By WECT Staff | May 27, 2021 at 4:40 PM EDT – Updated May 27 at 4:40 PM
RALEIGH, N.C. (WECT) – The North Carolina Department of Health and Human Services (DHHS) announced Thursday it had selected organizations that would pilot a national comprehensive program in three North Carolina regions to test evidence-based, non-medical interventions designed to be a cost-efficient way to improve the health of Medicaid beneficiaries.
Community Care of the Lower Cape Fear will operate the Healthy Opportunity Pilot program in the southeastern region, an area that includes Bladen, Brunswick, Columbus, New Hanover, Pender, and Onslow counties.
Research has shown that 80 percent of a person’s health is determined by social and environmental factors and how these impact behavior.
The Healthy Opportunity program will create a systematic approach to integrating and financing non-medical services that address housing stability, transportation access, food security, and interpersonal safety into the delivery of health care.

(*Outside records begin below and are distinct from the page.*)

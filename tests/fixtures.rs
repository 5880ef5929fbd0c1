use qwebc::{TemplateCompiler, TemplateSet};
use rand::Rng;

pub fn get_compiler() -> impl TemplateCompiler {
    TemplateSet::new()
}

pub fn generate_random_whitespace() -> String {
    let mut rng = rand::rng();
    let length = rng.random_range(0..10);
    (0..length).map(|_| ' ').collect()
}

pub fn generate_random_whitespace_at_least_one() -> String {
    let mut rng = rand::rng();
    let length = rng.random_range(1..10);
    (0..length)
        .map(|_| if rng.random_bool(0.2) { '\n' } else { ' ' })
        .collect()
}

The former director of the Centers for Medicare and Medicaid Services (CMS), Seema Verma, referred to the approach as “groundbreaking.”
“As we seek to create a health care system that truly rewards value, we must consider the impact that factors beyond medical care have in driving up health costs,” said Verma.
The Healthy Opportunities pilots were approved in 2018 as part of the state’s waiver to transition to Medicaid Managed Care.
“North Carolina continues to lead in innovative approaches to build a well-coordinated system of care that addresses both the medical and non-medical drivers of health,” said DHHS Secretary Mandy K. Cohen, M.D.
The pilot studies will test the impact of providing non-medical interventions to high-needs Medicaid enrollees over the next five years; $650 million in Medicaid funding has been allocated to the pilots by the federal government.
To be eligible for and receive pilot services, NC Medicaid Managed Care members must live in one of the three selected regions, have at least one qualifying physical or behavioral health condition, and have one qualifying social risk factor.